FOTO JURNALISTIK MEMOTRET DAN MENGKLARIFIKASI

FOTO-FOTO: YANUARMAN GULO
TIPS & CATATAN
(Dimuat di Kompas Halaman 36 Pada Hari Selasa, 1 Februari 2011. Thanks To Arbain Rambey/Penulis/Fotografer Ternama Indonesia)














Foto Jurnalistik Memotret dan Mengklarifikasi


ARBAIN RAMBEY
Pertanyaan yang selalu muncul dalam dunia jurnalistik: ”menolong dulu atau memotret dulu”? Juga: ”etiskah memberitakan penderitaan orang lain”? Kedua pertanyaan itu sangat tepat untuk menjadi ilustrasi dasar rangkaian foto karya Yanuarman Gulo yang direkam pada 15 Januari 2011 di halaman RSUD Gunungsitoli, Nias, di halaman ini.

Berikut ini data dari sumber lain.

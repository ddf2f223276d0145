use std::fmt;

use bitflags::bitflags;

use crate::time::millihz_to_nsec;

/// Registry name of an output global; stable for the output's lifetime.
#[derive(Debug, Copy, Clone, PartialEq, Eq, Hash, PartialOrd, Ord)]
pub struct OutputId(pub u32);

impl fmt::Display for OutputId {
    fn fmt(&self, f: &mut fmt::Formatter<'_>) -> fmt::Result {
        write!(f, "{}", self.0)
    }
}

bitflags! {
    /// Mode flags as sent with each mode event.
    #[derive(Debug, Clone, Copy, Default, PartialEq, Eq, Hash)]
    pub struct ModeFlags: u32 {
        const CURRENT = 0x1;
        const PREFERRED = 0x2;
    }
}

/// One advertised video mode.
#[derive(Debug, Copy, Clone, PartialEq, Eq)]
pub struct VideoMode {
    pub flags: ModeFlags,
    pub width: i32,
    pub height: i32,
    /// Refresh rate in Hz × 1000; zero or negative when unknown.
    pub refresh_mhz: i32,
}

/// Output content transform.
#[derive(Debug, Copy, Clone, Default, PartialEq, Eq)]
pub enum Transform {
    #[default]
    Normal,
    Rotate90,
    Rotate180,
    Rotate270,
    Flipped,
    Flipped90,
    Flipped180,
    Flipped270,
}

impl Transform {
    pub fn from_raw(raw: i32) -> Self {
        match raw {
            1 => Self::Rotate90,
            2 => Self::Rotate180,
            3 => Self::Rotate270,
            4 => Self::Flipped,
            5 => Self::Flipped90,
            6 => Self::Flipped180,
            7 => Self::Flipped270,
            _ => Self::Normal,
        }
    }

    pub fn as_str(self) -> &'static str {
        match self {
            Self::Normal => "normal",
            Self::Rotate90 => "90",
            Self::Rotate180 => "180",
            Self::Rotate270 => "270",
            Self::Flipped => "flipped",
            Self::Flipped90 => "flipped-90",
            Self::Flipped180 => "flipped-180",
            Self::Flipped270 => "flipped-270",
        }
    }
}

/// One display as described by its output events.
#[derive(Debug, Clone)]
pub struct OutputModel {
    id: OutputId,
    make: String,
    model: String,
    mm_width: i32,
    mm_height: i32,
    transform: Transform,
    scale: i32,

    modes: Vec<VideoMode>,
    /// Index into `modes` of the latest mode flagged current.
    current: Option<usize>,

    done: bool,
}

impl OutputModel {
    pub fn new(id: OutputId) -> Self {
        Self {
            id,
            make: String::new(),
            model: String::new(),
            mm_width: 0,
            mm_height: 0,
            transform: Transform::Normal,
            scale: 1,
            modes: Vec::new(),
            current: None,
            done: false,
        }
    }

    pub fn id(&self) -> OutputId {
        self.id
    }

    pub fn set_geometry(
        &mut self,
        mm_width: i32,
        mm_height: i32,
        make: impl Into<String>,
        model: impl Into<String>,
        transform: Transform,
    ) {
        self.mm_width = mm_width;
        self.mm_height = mm_height;
        self.make = make.into();
        self.model = model.into();
        self.transform = transform;
    }

    /// Appends a mode; a mode flagged current replaces the current mode.
    pub fn apply_mode(&mut self, flags: ModeFlags, width: i32, height: i32, refresh_mhz: i32) {
        self.modes.push(VideoMode {
            flags,
            width,
            height,
            refresh_mhz,
        });

        if flags.contains(ModeFlags::CURRENT) {
            self.current = Some(self.modes.len() - 1);
        }
    }

    pub fn set_scale(&mut self, factor: i32) {
        self.scale = factor;
    }

    /// Marks the end of an atomic batch of output events.
    pub fn mark_done(&mut self) {
        self.done = true;
    }

    pub fn is_done(&self) -> bool {
        self.done
    }

    pub fn modes(&self) -> &[VideoMode] {
        &self.modes
    }

    pub fn current_mode(&self) -> Option<&VideoMode> {
        self.current.map(|i| &self.modes[i])
    }

    pub fn scale(&self) -> i32 {
        self.scale
    }

    pub fn make(&self) -> &str {
        &self.make
    }

    pub fn model(&self) -> &str {
        &self.model
    }

    pub fn physical_size_mm(&self) -> (i32, i32) {
        (self.mm_width, self.mm_height)
    }

    pub fn transform(&self) -> Transform {
        self.transform
    }

    /// Refresh period of the current mode, `None` if no usable current mode is known.
    pub fn refresh_period_ns(&self) -> Option<u64> {
        let mode = self.current_mode()?;
        let mhz = u32::try_from(mode.refresh_mhz).ok()?;
        millihz_to_nsec(mhz)
    }

    /// One-line description used in the setup summary.
    pub fn summary(&self) -> String {
        if !self.done {
            return format!("output-{}: error getting output info", self.id);
        }

        let mode = match self.current_mode() {
            Some(m) => format!("{}x{}@{}.{:03}Hz", m.width, m.height, m.refresh_mhz / 1000, m.refresh_mhz % 1000),
            None => "(no mode)".to_string(),
        };

        format!(
            "output-{}: {} {}, scale={}, {}, {}",
            self.id,
            mode,
            self.transform.as_str(),
            self.scale,
            self.make,
            self.model,
        )
    }
}

#[cfg(test)]
mod tests {
    use super::*;
    use proptest::prelude::*;

    fn output() -> OutputModel {
        OutputModel::new(OutputId(7))
    }

    #[test]
    fn no_current_mode_has_no_period() {
        let mut o = output();
        assert_eq!(o.refresh_period_ns(), None);
        o.apply_mode(ModeFlags::PREFERRED, 800, 600, 60_000);
        assert_eq!(o.current_mode(), None);
        assert_eq!(o.refresh_period_ns(), None);
    }

    #[test]
    fn latest_current_mode_wins() {
        let mut o = output();
        o.apply_mode(ModeFlags::CURRENT, 1920, 1080, 60_000);
        o.apply_mode(ModeFlags::empty(), 1280, 720, 75_000);
        o.apply_mode(ModeFlags::CURRENT | ModeFlags::PREFERRED, 2560, 1440, 144_000);

        assert_eq!(o.modes().len(), 3);
        assert_eq!(o.current_mode().map(|m| m.width), Some(2560));
        assert_eq!(o.refresh_period_ns(), Some(6_944_444));
    }

    #[test]
    fn nonpositive_refresh_has_no_period() {
        let mut o = output();
        o.apply_mode(ModeFlags::CURRENT, 640, 480, 0);
        assert_eq!(o.refresh_period_ns(), None);
        o.apply_mode(ModeFlags::CURRENT, 640, 480, -1);
        assert_eq!(o.refresh_period_ns(), None);
    }

    #[test]
    fn summary_before_done_reports_missing_info() {
        let mut o = output();
        assert!(o.summary().contains("error getting output info"));
        o.set_geometry(300, 200, "ACME", "Panel", Transform::from_raw(1));
        o.apply_mode(ModeFlags::CURRENT, 1024, 768, 59_940);
        o.mark_done();
        assert_eq!(
            o.summary(),
            "output-7: 1024x768@59.940Hz 90, scale=1, ACME, Panel"
        );
    }

    proptest! {
        #[test]
        fn period_round_trips_within_truncation(mhz in 1_000u32..1_000_000) {
            let mut o = output();
            o.apply_mode(ModeFlags::CURRENT, 1, 1, mhz as i32);
            let period = o.refresh_period_ns().unwrap();
            let product = period * mhz as u64;
            prop_assert!(product <= 1_000_000_000_000);
            prop_assert!(1_000_000_000_000 - product < mhz as u64);
        }
    }
}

Foto-foto itu adalah hasil workshop foto jurnalistik yang diadakan Posko Delasiga bersama Gambara Nias Bangkit bagi wartawan lokal Nias awal Januari lalu.
Rangkaian foto-foto itu sungguh pahit. Tergambar jelas bagaimana seorang penderita rabies merangkak, berusaha masuk ke RSUD Gunungsitoli, tak berdaya, dan akhirnya meninggal dunia dengan cara tragis.

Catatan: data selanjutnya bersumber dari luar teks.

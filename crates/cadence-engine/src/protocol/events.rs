use std::fmt;

use bitflags::bitflags;

use crate::output::{ModeFlags, OutputId};
use crate::pacing::SubmissionId;
use crate::time::Timestamp;

/// Client-side identity of a window surface.
#[derive(Debug, Copy, Clone, PartialEq, Eq, Hash, PartialOrd, Ord)]
pub struct WindowId(pub u32);

impl fmt::Display for WindowId {
    fn fmt(&self, f: &mut fmt::Formatter<'_>) -> fmt::Result {
        write!(f, "{}", self.0)
    }
}

/// Globals the client knows how to bind.
#[derive(Debug, Copy, Clone, PartialEq, Eq, Hash)]
pub enum Interface {
    Compositor,
    Shell,
    Seat,
    Shm,
    Output,
    Presentation,
}

impl Interface {
    pub const ALL: [Interface; 6] = [
        Interface::Compositor,
        Interface::Shell,
        Interface::Seat,
        Interface::Shm,
        Interface::Output,
        Interface::Presentation,
    ];

    pub fn name(self) -> &'static str {
        match self {
            Interface::Compositor => "wl_compositor",
            Interface::Shell => "wl_shell",
            Interface::Seat => "wl_seat",
            Interface::Shm => "wl_shm",
            Interface::Output => "wl_output",
            Interface::Presentation => "wp_presentation",
        }
    }

    pub fn from_name(name: &str) -> Option<Interface> {
        Self::ALL.into_iter().find(|i| i.name() == name)
    }

    /// Lowest advertised version the client works with.
    pub fn min_version(self) -> u32 {
        match self {
            Interface::Output => 2,
            _ => 1,
        }
    }

    /// Singletons may be advertised only once.
    pub fn is_singleton(self) -> bool {
        !matches!(self, Interface::Output)
    }
}

impl fmt::Display for Interface {
    fn fmt(&self, f: &mut fmt::Formatter<'_>) -> fmt::Result {
        f.write_str(self.name())
    }
}

bitflags! {
    /// Presentation flags reported with each presented frame.
    #[derive(Debug, Clone, Copy, Default, PartialEq, Eq, Hash)]
    pub struct PresentFlags: u32 {
        /// Presentation was synchronized to the vertical retrace.
        const VSYNC = 0x1;
        /// The timestamp came from a hardware clock.
        const HW_CLOCK = 0x2;
        /// Hardware signalled completion of the flip.
        const HW_COMPLETION = 0x4;
        const ZERO_COPY = 0x8;
    }
}

impl PresentFlags {
    /// Flags whose absence degrades timing accuracy.
    pub fn quality() -> PresentFlags {
        PresentFlags::VSYNC | PresentFlags::HW_CLOCK | PresentFlags::HW_COMPLETION
    }
}

// ── events ────────────────────────────────────────────────────────────────

/// Every inbound event, tagged by the object category it addresses.
#[derive(Debug, Clone, PartialEq)]
pub enum Event {
    Registry(RegistryEvent),
    Output { output: OutputId, event: OutputEvent },
    Presentation(PresentationEvent),
    Surface { window: WindowId, event: SurfaceEvent },
    Frame {
        window: WindowId,
        submission: SubmissionId,
        event: FrameEvent,
    },
    Feedback {
        window: WindowId,
        submission: SubmissionId,
        event: FeedbackEvent,
    },
}

#[derive(Debug, Clone, PartialEq, Eq)]
pub enum RegistryEvent {
    Global {
        name: u32,
        interface: String,
        version: u32,
    },
    GlobalRemove {
        name: u32,
    },
}

#[derive(Debug, Clone, PartialEq, Eq)]
pub enum OutputEvent {
    Geometry {
        mm_width: i32,
        mm_height: i32,
        make: String,
        model: String,
        transform: i32,
    },
    Mode {
        flags: ModeFlags,
        width: i32,
        height: i32,
        refresh_mhz: i32,
    },
    Done,
    Scale(i32),
}

#[derive(Debug, Copy, Clone, PartialEq, Eq)]
pub enum PresentationEvent {
    /// Selects the physical clock presentation timestamps are expressed in.
    ClockId(u32),
}

#[derive(Debug, Copy, Clone, PartialEq, Eq)]
pub enum SurfaceEvent {
    Enter(OutputId),
    Leave(OutputId),
}

#[derive(Debug, Copy, Clone, PartialEq, Eq)]
pub enum FrameEvent {
    /// One-shot acknowledgement; the payload is opaque to the client.
    Done { callback_data: u32 },
}

#[derive(Debug, Copy, Clone, PartialEq, Eq)]
pub enum FeedbackEvent {
    SyncOutput(OutputId),
    Presented {
        secs_hi: u32,
        secs_lo: u32,
        nanos: u32,
        refresh_ns: u32,
        seq_hi: u32,
        seq_lo: u32,
        flags: PresentFlags,
    },
    Discarded,
}

impl FeedbackEvent {
    /// Builds a presented event, splitting seconds and sequence into wire words.
    pub fn presented(ts: Timestamp, refresh_ns: u32, seq: u64, flags: PresentFlags) -> Self {
        FeedbackEvent::Presented {
            secs_hi: (ts.secs >> 32) as u32,
            secs_lo: ts.secs as u32,
            nanos: ts.nanos,
            refresh_ns,
            seq_hi: (seq >> 32) as u32,
            seq_lo: seq as u32,
            flags,
        }
    }
}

Sekilas, foto-foto itu ”menuduh” RSUD Gunungsitoli yang seakan acuh tak acuh terhadap nasib seorang penderita rabies. Dalam beberapa gambar terlihat ketidakpedulian beberapa orang yang berseragam perawat.

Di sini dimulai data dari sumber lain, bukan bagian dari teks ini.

use std::io;
use std::time::{Duration, Instant};

use anyhow::{Context, Result};
use ouroboros::self_referencing;

use winit::application::ApplicationHandler;
use winit::dpi::LogicalSize;
use winit::event::{ElementState, WindowEvent};
use winit::event_loop::{ActiveEventLoop, ControlFlow, EventLoop};
use winit::keyboard::{KeyCode, PhysicalKey};
use winit::window::{Fullscreen, Window};

use crate::pacing::{apply_global_event, Pacer, PacerConfig, Released, SubmissionId};
use crate::protocol::{DisplayGlobals, Event, FrameEvent, WindowId};
use crate::runtime::{CancelToken, Requests};
use crate::time::SystemClock;

use super::gpu::{Gpu, GpuInit, SurfaceErrorAction};
use super::outputs::{monitor_events, MonitorInfo};
use super::surface::choose_present_mode;

/// How often the host wakes to look at the cancellation token while idle.
const CANCEL_POLL: Duration = Duration::from_millis(50);

/// Window host configuration.
#[derive(Debug, Clone)]
pub struct HostConfig {
    pub title: String,
    pub size: LogicalSize<f64>,
    pub fullscreen: bool,
    pub opaque: bool,
    /// Framebuffer depth: 32 or 16 bits per pixel.
    pub buffer_bits: u32,
    pub vsync: bool,
    pub pacer: PacerConfig,
}

impl Default for HostConfig {
    fn default() -> Self {
        Self {
            title: "cadence".to_string(),
            size: LogicalSize::new(250.0, 250.0),
            fullscreen: false,
            opaque: false,
            buffer_bits: 32,
            vsync: true,
            pacer: PacerConfig::default(),
        }
    }
}

impl HostConfig {
    pub fn gpu_init(&self) -> GpuInit {
        GpuInit {
            buffer_bits: self.buffer_bits,
            opaque: self.opaque,
            present_mode: choose_present_mode(self.vsync),
            ..GpuInit::default()
        }
    }
}

/// Entry point for the windowed host.
pub struct Host;

impl Host {
    /// Opens one window and paces its redraws until closed or cancelled.
    pub fn run(config: HostConfig, cancel: CancelToken) -> Result<()> {
        let event_loop = EventLoop::new().context("failed to create winit EventLoop")?;
        let mut state = HostState::new(config, cancel);

        event_loop
            .run_app(&mut state)
            .context("winit event loop terminated with error")?;

        match state.error.take() {
            Some(err) => Err(err),
            None => Ok(()),
        }
    }
}

#[self_referencing]
struct WindowEntry {
    window: Window,

    #[borrows(window)]
    #[covariant]
    gpu: Gpu<'this>,
}

struct Session {
    pacer: Pacer<SystemClock>,
    window: WindowId,
    entry: WindowEntry,
}

struct HostState {
    config: HostConfig,
    cancel: CancelToken,
    session: Option<Session>,
    error: Option<anyhow::Error>,
}

/// Requests issued during one idle pass, executed against the window's GPU surface.
///
/// There is no presentation feedback here; a presented frame counts as frame-ready.
struct FrameRequests<'a, 'w> {
    window: &'a Window,
    gpu: &'a mut Gpu<'w>,
    opaque: bool,
    pending: Vec<(WindowId, SubmissionId)>,
    ready: Vec<(WindowId, SubmissionId)>,
}

impl Requests for FrameRequests<'_, '_> {
    fn create_surface(&mut self, _window: WindowId) -> io::Result<()> {
        Ok(())
    }

    fn request_frame(&mut self, window: WindowId, submission: SubmissionId) -> io::Result<()> {
        self.pending.push((window, submission));
        Ok(())
    }

    fn request_feedback(&mut self, _window: WindowId, _submission: SubmissionId) -> io::Result<()> {
        Err(io::Error::new(
            io::ErrorKind::Unsupported,
            "presentation feedback is not available in a windowed host",
        ))
    }

    fn commit(&mut self, window: WindowId, submission: SubmissionId, target_time: u64) -> io::Result<()> {
        let color = target_color(target_time, self.opaque);
        let result = self
            .gpu
            .clear_and_present(color, || self.window.pre_present_notify());

        match result {
            Ok(()) => {}
            Err(SurfaceErrorAction::Fatal) => {
                return Err(io::Error::other("surface ran out of memory"));
            }
            Err(action) => log::debug!("frame {submission} not shown: {action:?}"),
        }

        // Acknowledged either way so pacing keeps going.
        let key = (window, submission);
        if let Some(idx) = self.pending.iter().position(|k| *k == key) {
            self.ready.push(self.pending.remove(idx));
        }
        Ok(())
    }

    fn release(&mut self, _window: WindowId, _submission: SubmissionId, _handles: Released) -> io::Result<()> {
        Ok(())
    }

    fn destroy_surface(&mut self, _window: WindowId) -> io::Result<()> {
        Ok(())
    }
}

/// Teardown needs no GPU work.
struct NoRequests;

impl Requests for NoRequests {
    fn create_surface(&mut self, _window: WindowId) -> io::Result<()> {
        Ok(())
    }

    fn request_frame(&mut self, _window: WindowId, _submission: SubmissionId) -> io::Result<()> {
        Ok(())
    }

    fn request_feedback(&mut self, _window: WindowId, _submission: SubmissionId) -> io::Result<()> {
        Ok(())
    }

    fn commit(&mut self, _window: WindowId, _submission: SubmissionId, _target_time: u64) -> io::Result<()> {
        Ok(())
    }

    fn release(&mut self, _window: WindowId, _submission: SubmissionId, _handles: Released) -> io::Result<()> {
        Ok(())
    }

    fn destroy_surface(&mut self, _window: WindowId) -> io::Result<()> {
        Ok(())
    }
}

/// Background colour cycling with the target time, one cycle every two seconds.
fn target_color(target_time: u64, opaque: bool) -> wgpu::Color {
    const CYCLE_NS: u64 = 2_000_000_000;
    let phase = (target_time % CYCLE_NS) as f64 / CYCLE_NS as f64;
    let angle = phase * std::f64::consts::TAU;
    let third = std::f64::consts::TAU / 3.0;

    wgpu::Color {
        r: 0.5 + 0.5 * angle.sin(),
        g: 0.5 + 0.5 * (angle + third).sin(),
        b: 0.5 + 0.5 * (angle + 2.0 * third).sin(),
        a: if opaque { 1.0 } else { 0.5 },
    }
}

impl HostState {
    fn new(config: HostConfig, cancel: CancelToken) -> Self {
        Self {
            config,
            cancel,
            session: None,
            error: None,
        }
    }

    fn fail(&mut self, event_loop: &ActiveEventLoop, err: anyhow::Error) {
        log::error!("{err:#}");
        self.error.get_or_insert(err);
        event_loop.exit();
    }

    fn start(&mut self, event_loop: &ActiveEventLoop) -> Result<()> {
        let monitors: Vec<MonitorInfo> = event_loop
            .available_monitors()
            .map(|m| MonitorInfo::from_handle(&m))
            .collect();

        let mut globals = DisplayGlobals::new();
        for event in monitor_events(&monitors) {
            apply_global_event(&mut globals, event)?;
        }
        let mut pacer = Pacer::from_globals(globals, SystemClock, self.config.pacer.clone())?;

        let mut attrs = Window::default_attributes()
            .with_title(self.config.title.clone())
            .with_inner_size(self.config.size)
            .with_transparent(!self.config.opaque);
        if self.config.fullscreen {
            attrs = attrs.with_fullscreen(Some(Fullscreen::Borderless(None)));
        }

        let window = event_loop
            .create_window(attrs)
            .context("failed to create window")?;

        let gpu_init = self.config.gpu_init();
        let entry = WindowEntryTryBuilder {
            window,
            gpu_builder: |w| pollster::block_on(Gpu::new(w, gpu_init)),
        }
        .try_build()?;

        let id = pacer.create_window(&mut NoRequests)?;
        entry.with_window(|w| w.request_redraw());

        self.session = Some(Session {
            pacer,
            window: id,
            entry,
        });
        Ok(())
    }

    /// Runs one idle pass and feeds the frames it presented back as frame-ready.
    fn redraw(&mut self) -> Result<()> {
        let opaque = self.config.opaque;
        let Some(Session { pacer, entry, .. }) = self.session.as_mut() else {
            return Ok(());
        };

        let ready = entry.with_mut(|fields| -> Result<Vec<(WindowId, SubmissionId)>> {
            let mut requests = FrameRequests {
                window: fields.window,
                gpu: fields.gpu,
                opaque,
                pending: Vec::new(),
                ready: Vec::new(),
            };
            pacer.idle_pass(&mut requests)?;
            Ok(requests.ready)
        })?;

        for (window, submission) in ready {
            pacer.handle(Event::Frame {
                window,
                submission,
                event: FrameEvent::Done { callback_data: 0 },
            })?;
        }
        Ok(())
    }

    fn set_suspended(&mut self, suspended: bool) -> Result<()> {
        let Some(session) = self.session.as_mut() else {
            return Ok(());
        };
        let pacer = &mut session.pacer;

        if suspended && !pacer.clock().is_frozen() {
            pacer.suspend()?;
        } else if !suspended && pacer.clock().is_frozen() {
            pacer.resume()?;
        }
        Ok(())
    }

    fn shutdown(&mut self) {
        let Some(mut session) = self.session.take() else {
            return;
        };

        match session.pacer.shutdown(&mut NoRequests) {
            Ok(0) => {}
            Ok(leaked) => log::warn!("{leaked} outputs leaked at shutdown"),
            Err(err) => log::error!("shutdown failed: {err:#}"),
        }
        log::debug!("window {} closed", session.window);
    }

    fn toggle_fullscreen(&self) {
        if let Some(session) = &self.session {
            session.entry.with_window(|w| {
                let next = match w.fullscreen() {
                    Some(_) => None,
                    None => Some(Fullscreen::Borderless(None)),
                };
                w.set_fullscreen(next);
            });
        }
    }
}

impl ApplicationHandler for HostState {
    fn resumed(&mut self, event_loop: &ActiveEventLoop) {
        if self.session.is_some() {
            if let Err(err) = self.set_suspended(false) {
                self.fail(event_loop, err);
            }
            return;
        }

        if let Err(err) = self.start(event_loop) {
            self.fail(event_loop, err);
        }
    }

    fn suspended(&mut self, event_loop: &ActiveEventLoop) {
        if let Err(err) = self.set_suspended(true) {
            self.fail(event_loop, err);
        }
    }

    fn about_to_wait(&mut self, event_loop: &ActiveEventLoop) {
        if self.cancel.is_cancelled() {
            log::info!("cancelled");
            event_loop.exit();
            return;
        }

        event_loop.set_control_flow(ControlFlow::WaitUntil(Instant::now() + CANCEL_POLL));

        if let Some(session) = &self.session {
            if session.pacer.has_pending_redraw() {
                session.entry.with_window(|w| w.request_redraw());
            }
        }
    }

    fn window_event(
        &mut self,
        event_loop: &ActiveEventLoop,
        _window_id: winit::window::WindowId,
        event: WindowEvent,
    ) {
        let result = match event {
            WindowEvent::CloseRequested => {
                event_loop.exit();
                Ok(())
            }

            WindowEvent::Resized(new_size) => {
                if let Some(session) = self.session.as_mut() {
                    session.entry.with_gpu_mut(|gpu| gpu.resize(new_size));
                }
                Ok(())
            }

            WindowEvent::Occluded(occluded) => self.set_suspended(occluded),

            WindowEvent::KeyboardInput { event, .. } if event.state == ElementState::Pressed => {
                match event.physical_key {
                    PhysicalKey::Code(KeyCode::Escape) => self.cancel.cancel(),
                    PhysicalKey::Code(KeyCode::F11) => self.toggle_fullscreen(),
                    _ => {}
                }
                Ok(())
            }

            WindowEvent::RedrawRequested => self.redraw(),

            _ => Ok(()),
        };

        if let Err(err) = result {
            self.fail(event_loop, err);
        }
    }

    fn exiting(&mut self, _event_loop: &ActiveEventLoop) {
        self.shutdown();
    }
}

#[cfg(test)]
mod tests {
    use super::*;

    #[test]
    fn colour_cycles_every_two_seconds() {
        let a = target_color(250_000_000, true);
        let b = target_color(2_250_000_000, true);
        assert!((a.r - b.r).abs() < 1e-9);
        assert!((a.g - b.g).abs() < 1e-9);
        assert_eq!(a.a, 1.0);
        assert_eq!(target_color(0, false).a, 0.5);
    }

    #[test]
    fn host_config_maps_to_gpu_init() {
        let config = HostConfig {
            opaque: true,
            buffer_bits: 16,
            vsync: false,
            ..HostConfig::default()
        };
        let init = config.gpu_init();
        assert!(init.opaque);
        assert_eq!(init.buffer_bits, 16);
        assert_eq!(init.present_mode, wgpu::PresentMode::AutoNoVsync);
    }
}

Namun, jurnalistik adalah dunia seimbang. Dia tidak boleh larut semata pada apa yang dilihat. Dunia jurnalistik adalah dunia yang adil dan tidak memihak mana pun.

Maka, untuk mengantar foto-foto tersebut, tentu perlu diminta komentar dari pihak RSUD Gunungsitoli. Hasil paparan Dr Kanserina Dachi, SpPD sungguh mengejutkan.

Menurut Kanserina, pria (yang kami simpan identitasnya) itu adalah pasien rabies RSUD Gunungsitoli yang cukup sulit untuk ditangani. ”Dia beberapa kali meronta-ronta dan menolak diinfus. Kemudian dia juga melarikan diri dari rumah sakit. Saat akan kembali lagi, itulah yang terekam dalam foto,” kata Kanserina.

Kanserina juga memaparkan cukup tingginya kejadian penyakit rabies di Nias.
Namun, paparan Dr Ria Novida Telaumbanua, MKes makin menunjukkan bahwa ada hal lebih serius untuk dicermati bersama. Menurut Ria, harga serum rabies untuk satu orang, dalam beberapa kali penyuntikan, sekitar Rp 1,5 juta. ”Dan saat ini serum rabies cukup langka di Nias ini,” katanya.

Rangkaian foto di halaman ini, ditambah paparan kedua dokter, mengingatkan kita bahwa perlu ada penanganan lebih jauh untuk mengatasi masalah rabies, tidak cuma di Nias, bahkan mungkin di berbagai pelosok Indonesia.

Posko Delasiga memang sudah menyumbangkan beberapa kardus serum rabies pada akhir Januari lalu. Namun, perhatian lebih dari pemerintah memang sangat diperlukan.
Kembali ke alinea pertama tulisan ini, sang fotografer memang tidak bisa menolong sang korban rabbies karena memang dia tak punya kemampuan untuk itu. Sang fotografer justru menolong masyarakat luas untuk kepedulian pada penyakit rabbies.

Lalu, apakah etis memotret penderiteraan orang ? Demi hal yang lebih baik bagi banyak orang, jawabannya adalah iya. Potret bencana alam atau pun kerusuhan adalah penderitaan juga. Kalau tak ada yang memotretnya, ia akan terkubur tanpa sejarah!